Don’t have time to make breakfast? Before you skip the most important meal of the day or reach for those instant oatmeal packets, give my Refrigerator Oatmeal a try. All it takes is a couple of minutes the night before and you’ll have breakfast on demand ready to eat with your morning coffee!
There are lots of recipes for this morning gold mine all over the place, but here’s how I do it. In a bowl with a tight-fitting lid, combine:
- 1/2 C old fashioned rolled oats
- 1 C milk (I used soy)
- 1 tsp chia seeds
- 2 Tbsp dried cranberries
- 2 Tbsp chopped nuts (I used slivered almonds)
- 1 Tbsp maple syrup (to taste)
Put the bowl in the refrigerator overnight. The next morning, breakfast is ready! You can top it with fresh fruit if you like.
Did I mention that this recipe boasts over 20 grams of protein (when you use soy milk) and more than 16% of your daily iron requirement? Use molasses to sweeten and you hit a whopping 36%. Booyah.

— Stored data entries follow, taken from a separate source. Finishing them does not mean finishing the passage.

//! The HTTP surface: an axum router exposing the probability endpoint, with
//! permissive CORS, served until Ctrl-C.

pub mod config;
mod cors;
pub mod error;
mod routes;

use crate::climatology::fetcher::ClimatologyFetcher;
use crate::estimator::thresholds::Thresholds;
use crate::server::error::ServerError;
use axum::routing::get;
use axum::Router;
use log::{info, warn};
use std::net::SocketAddr;
use std::sync::Arc;
use tokio::net::TcpListener;

/// Shared, read-only request context.
#[derive(Debug, Clone)]
pub struct AppState {
    pub fetcher: ClimatologyFetcher,
    pub thresholds: Thresholds,
}

impl AppState {
    pub fn new(fetcher: ClimatologyFetcher, thresholds: Thresholds) -> Self {
        Self {
            fetcher,
            thresholds,
        }
    }
}

/// Builds the application router.
pub fn router(state: AppState) -> Router {
    Router::new()
        .route("/api/probabilities", get(routes::get_probabilities))
        .route("/health", get(routes::health))
        .layer(cors::cors_layer())
        .with_state(Arc::new(state))
}

/// Binds `addr` and serves [`router`] until the process receives Ctrl-C.
///
/// # Errors
///
/// [`ServerError::Bind`] if the address cannot be bound, [`ServerError::Serve`] if
/// the accept loop fails.
pub async fn run(addr: SocketAddr, state: AppState) -> Result<(), ServerError> {
    let listener = TcpListener::bind(addr)
        .await
        .map_err(|e| ServerError::Bind(addr, e))?;
    let local_addr = listener.local_addr().unwrap_or(addr);
    info!("Listening on http://{}", local_addr);

    axum::serve(listener, router(state))
        .with_graceful_shutdown(shutdown_signal())
        .await
        .map_err(ServerError::Serve)?;

    info!("Server stopped");
    Ok(())
}

async fn shutdown_signal() {
    match tokio::signal::ctrl_c().await {
        Ok(()) => info!("Shutdown signal received"),
        Err(e) => warn!("Failed to listen for shutdown signal: {}", e),
    }
}
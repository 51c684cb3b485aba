pub mod probability;
pub mod ramp;
pub mod thresholds;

To customize the recipe, start with the oats, milk, and chia and add whatever flavors and textures make you happy. Have some fresh blueberries? Stir ‘em in! Craving the texture explosion of crunchy peanut butter? Do it to it.
Hello Michael, I’ve recently stumbled upon your site and am enjoying the ‘earthy’ vibe and fairly easy and healthy recipes. Looking forward to trying the White Bean and Basil Stew. Anyhoo, I’ve done a very similar refrigerated oatmeal recipe and wanted to know your thoughts on switching the maple syrup ingredient for molasses. Thanks in advance for the feedback and for your site! Best
I LOVE MOLASSES! It is an amazing source of B6, manganese, magnesium, potassium, and iron!